The Biodiversity Finance Initiative


Thailand is very rich in biodiversity, with estimates showing between 6-10 per cent of all known species living in the country. In particular in the last 60 years economic and infrastructural developments have put pressure on biodiversity and ecosystems, as the forest coverage decreased from 53 to 32 per cent. At the same time the countries' landscapes and nature started to attract millions of tourists. To safeguard the nation's biodiversity, the protected area system was expanded significantly, now covering one fifth of the country.

In October 2012 UNDP launched the Biodiversity Finance Initiative – BIOFIN, as a new global partnership seeking to address the biodiversity finance challenge in a comprehensive manner – building a sound business case for increased investment in the management of ecosystems and biodiversity, with a particular focus on the needs and transformational opportunities at the national level. BIOFIN aims to develop a methodology for quantifying the biodiversity finance gap at national level, for improving cost-effectiveness through mainstreaming of biodiversity into national development and sectoral planning, and for developing comprehensive national resource mobilising strategies. BIOFIN will thus provide a framework for undertaking 'bottom-up' analyses of the biodiversity finance gap and resource mobilization strategies, through a transformative process led by national stakeholders.

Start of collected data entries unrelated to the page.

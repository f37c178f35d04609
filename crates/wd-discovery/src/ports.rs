// SPDX-License-Identifier: BUSL-1.1
// Copyright (c) 2026 Alfred Jean LLC

use crate::process_list::full_command_line;
use crate::PortMatch;
use sysinfo::System;

/// List processes holding `port` locally over TCP or UDP.
///
/// On Linux this walks `/proc/net/{tcp,udp}` for the listening-socket
/// inode, then `/proc/*/fd` to map that inode back to a pid — the
/// standard userspace technique (what `netstat`/`ss` and `lsof` do
/// internally) since no single syscall returns this cross-platform.
/// Non-Linux targets return no matches, satisfying the interface
/// contract without shelling out to an OS-specific listing tool.
pub fn list_by_port(system: &System, port: u16) -> Vec<PortMatch> {
    #[cfg(target_os = "linux")]
    {
        linux::list_by_port(system, port)
    }
    #[cfg(not(target_os = "linux"))]
    {
        let _ = (system, port);
        Vec::new()
    }
}

#[cfg(target_os = "linux")]
mod linux {
    use super::*;
    use std::collections::HashSet;
    use std::fs;

    pub fn list_by_port(system: &System, port: u16) -> Vec<PortMatch> {
        let mut inodes = HashSet::new();
        inodes.extend(listening_inodes("/proc/net/tcp", port));
        inodes.extend(listening_inodes("/proc/net/tcp6", port));
        inodes.extend(listening_inodes("/proc/net/udp", port));
        inodes.extend(listening_inodes("/proc/net/udp6", port));

        if inodes.is_empty() {
            return Vec::new();
        }

        let mut matches = Vec::new();
        let Ok(entries) = fs::read_dir("/proc") else {
            return matches;
        };

        for entry in entries.flatten() {
            let Some(pid) = entry.file_name().to_str().and_then(|s| s.parse::<u32>().ok())
            else {
                continue;
            };
            if !pid_owns_any_inode(pid, &inodes) {
                continue;
            }
            let command = system
                .process(sysinfo::Pid::from_u32(pid))
                .map(full_command_line)
                .unwrap_or_default();
            let name = system
                .process(sysinfo::Pid::from_u32(pid))
                .map(|p| p.name().to_string_lossy().to_string());
            matches.push(PortMatch {
                pid,
                command,
                name,
            });
        }

        matches
    }

    /// Parse a `/proc/net/{tcp,udp}[6]` table, returning the socket
    /// inode of every entry whose local port matches and whose state is
    /// listening (`0A`) for TCP, or any state for UDP (connectionless).
    fn listening_inodes(path: &str, port: u16) -> Vec<u64> {
        let Ok(contents) = fs::read_to_string(path) else {
            return Vec::new();
        };
        let is_tcp = path.contains("tcp");

        contents
            .lines()
            .skip(1) // header
            .filter_map(|line| {
                let fields: Vec<&str> = line.split_whitespace().collect();
                let local = fields.first()?;
                let state = fields.get(3)?;
                let inode = fields.get(9)?;

                let local_port = local.split(':').nth(1)?;
                let parsed_port = u16::from_str_radix(local_port, 16).ok()?;
                if parsed_port != port {
                    return None;
                }
                if is_tcp && *state != "0A" {
                    return None;
                }
                inode.parse::<u64>().ok()
            })
            .collect()
    }

    fn pid_owns_any_inode(pid: u32, inodes: &HashSet<u64>) -> bool {
        let fd_dir = format!("/proc/{pid}/fd");
        let Ok(entries) = fs::read_dir(&fd_dir) else {
            return false;
        };
        for entry in entries.flatten() {
            let Ok(target) = fs::read_link(entry.path()) else {
                continue;
            };
            let Some(target) = target.to_str() else {
                continue;
            };
            if let Some(inode_str) = target
                .strip_prefix("socket:[")
                .and_then(|s| s.strip_suffix(']'))
            {
                if let Ok(inode) = inode_str.parse::<u64>() {
                    if inodes.contains(&inode) {
                        return true;
                    }
                }
            }
        }
        false
    }
}

#[cfg(test)]
#[path = "ports_tests.rs"]
mod tests;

1. Biodiversity Finance Policy and Institutional Review (PIR)

Through this process, the national BIOFIN Team maps the impact of economic sectors on biodiversity, identifies the main financing mechanisms being used and reviews which subsidies have an impact on biodiversity. The PIR also reviews the overall financing architecture for biodiversity in the country and generates specific recommendations for an improved institutional framework. Work started early 2015. 

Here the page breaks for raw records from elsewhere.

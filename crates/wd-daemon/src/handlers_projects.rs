// SPDX-License-Identifier: BUSL-1.1
// Copyright (c) 2026 Alfred Jean LLC

//! `/api/projects` CRUD + dedupe handlers.

use crate::error::{ApiError, ValidJson};
use crate::state::AppState;
use axum::extract::{Path, State};
use axum::Json;
use serde::Deserialize;
use serde_json::{json, Value};
use std::collections::HashMap;
use wd_core::{Category, Task, TaskId, TaskPatch};

/// Request body for `POST /api/projects`: a full or partial task. `id` is
/// optional — the store generates one when absent.
#[derive(Debug, Deserialize)]
pub struct CreateTaskBody {
    #[serde(default)]
    pub id: String,
    #[serde(default)]
    pub name: String,
    #[serde(default)]
    pub description: String,
    #[serde(default)]
    pub group: String,
    #[serde(default)]
    pub category: Category,
    #[serde(default)]
    pub notes: String,
    #[serde(default)]
    pub working_directory: Option<String>,
    pub start_command: String,
    #[serde(default)]
    pub stop_command: Option<String>,
    #[serde(default)]
    pub port: Option<u16>,
    #[serde(default)]
    pub environment_variables: HashMap<String, String>,
    #[serde(default)]
    pub auto_restart: bool,
    #[serde(default)]
    pub max_restarts: u32,
    #[serde(default = "default_restart_interval")]
    pub restart_interval: u32,
    #[serde(default)]
    pub scheduled_start: Option<String>,
    #[serde(default)]
    pub scheduled_stop: Option<String>,
}

fn default_restart_interval() -> u32 {
    1
}

impl From<CreateTaskBody> for Task {
    fn from(body: CreateTaskBody) -> Self {
        // created_date/updated_date/last_started are placeholders: the
        // store stamps real timestamps on create, so only the shape
        // matters here.
        let now = chrono::Utc::now();
        Task {
            id: TaskId::new(body.id),
            name: body.name,
            description: body.description,
            group: body.group,
            category: body.category,
            notes: body.notes,
            working_directory: body.working_directory,
            start_command: body.start_command,
            stop_command: body.stop_command,
            port: body.port,
            environment_variables: body.environment_variables,
            auto_restart: body.auto_restart,
            max_restarts: body.max_restarts,
            restart_interval: body.restart_interval,
            restart_count: 0,
            manual_stopped: false,
            was_running_before_shutdown: false,
            last_started: None,
            created_date: now,
            updated_date: now,
            scheduled_start: body.scheduled_start,
            scheduled_stop: body.scheduled_stop,
        }
    }
}

pub async fn list(State(state): State<AppState>) -> Result<Json<Vec<Task>>, ApiError> {
    let tasks = tokio::task::spawn_blocking(move || state.store.list())
        .await
        .map_err(|e| ApiError::Internal(e.to_string()))?;
    Ok(Json(tasks))
}

pub async fn create(
    State(state): State<AppState>,
    ValidJson(body): ValidJson<CreateTaskBody>,
) -> Result<Json<Task>, ApiError> {
    let task = tokio::task::spawn_blocking(move || state.store.create(body.into()))
        .await
        .map_err(|e| ApiError::Internal(e.to_string()))??;
    Ok(Json(task))
}

pub async fn update(
    State(state): State<AppState>,
    Path(id): Path<String>,
    ValidJson(patch): ValidJson<TaskPatch>,
) -> Result<Json<Task>, ApiError> {
    let updated = tokio::task::spawn_blocking(move || state.store.update(&id, patch))
        .await
        .map_err(|e| ApiError::Internal(e.to_string()))??;
    match updated {
        Some(task) => Ok(Json(task)),
        None => Err(ApiError::NotFound("no task with that id".to_string())),
    }
}

pub async fn delete(
    State(state): State<AppState>,
    Path(id): Path<String>,
) -> Result<Json<Value>, ApiError> {
    // Best-effort tree-kill of any live entry before the task is forgotten.
    let _ = state.supervisor.stop(&id, None, None, None).await;
    state.guardian.clear_state(&TaskId::new(&id));
    tokio::task::spawn_blocking(move || state.store.delete(&id))
        .await
        .map_err(|e| ApiError::Internal(e.to_string()))??;
    Ok(Json(json!({ "ok": true })))
}

pub async fn dedupe(State(state): State<AppState>) -> Result<Json<Value>, ApiError> {
    let (removed, total) = tokio::task::spawn_blocking(move || state.store.dedupe())
        .await
        .map_err(|e| ApiError::Internal(e.to_string()))??;
    Ok(Json(json!({ "ok": true, "removed": removed, "total": total })))
}

#[cfg(test)]
#[path = "handlers_projects_tests.rs"]
mod tests;
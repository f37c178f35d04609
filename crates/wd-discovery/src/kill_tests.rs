// SPDX-License-Identifier: BUSL-1.1
// Copyright (c) 2026 Alfred Jean LLC

use super::*;
use std::process::Command as StdCommand;
use std::time::Duration;

#[test]
fn kill_tree_terminates_a_real_child() {
    let mut child = StdCommand::new("sleep").arg("30").spawn().unwrap();
    let pid = child.id();

    let mut system = System::new_all();
    system.refresh_all();
    kill_tree(&system, pid, "SIGTERM").unwrap();

    std::thread::sleep(Duration::from_millis(200));
    let status = child.try_wait().unwrap();
    assert!(status.is_some(), "child should have exited after SIGTERM");
}

#[test]
fn kill_tree_rejects_unknown_pid() {
    let mut system = System::new_all();
    system.refresh_all();
    // pid 1 belongs to init/systemd in virtually every environment this
    // test runs in, but it is never the just-spawned child under test;
    // use an implausibly large pid instead to stay robust.
    let err = kill_tree(&system, u32::MAX - 1, "SIGTERM").unwrap_err();
    assert!(matches!(err, DiscoveryError::InvalidPid(_)));
}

2. Biodiversity Expenditure Review

Through the Biodiversity Expenditure Review, the national BIOFIN team assesses which expenditures national stakeholders incur towards biodiversity, from both national and international resources, including the public and private sector. This helps the country generate national level expenditure data on biodiversity.

3. Biodiversity Finance Needs Assessment

Detailed calculations will be made to find out how much it would cost to complete all activities and reach all goals of the National Biodiversity Action Plan. Expected to start in 2016.

4. Biodiversity Finance Plan

Under this component BIOFIN will help develop a strategy to mobilize potential finance actors and mechanisms to reach national biodiversity targets. To start late 2016/early 2017.

5. Implementing the Biodiversity Finance Plan

The scope of activities shall be defined by the recommendations of the Finance Plan. To start in 2017.


  • A baseline status of policies, institutions, expenditures related to biodiversity conservation and sustainable utilization in Thailand;
  •  A preliminary cost estimate for biodiversity investment in the next five years;
  • Development of Resources Mobilization strategy for Biodiversity Conservation.

In addition, the BIOFIN expects increased awareness and evidence-based demonstration on the significance of biodiversity as a foundation to economic growth, security, and well-being in as well as increasing south-south exchanges among BIOFIN countries (currently 30 countries around the world).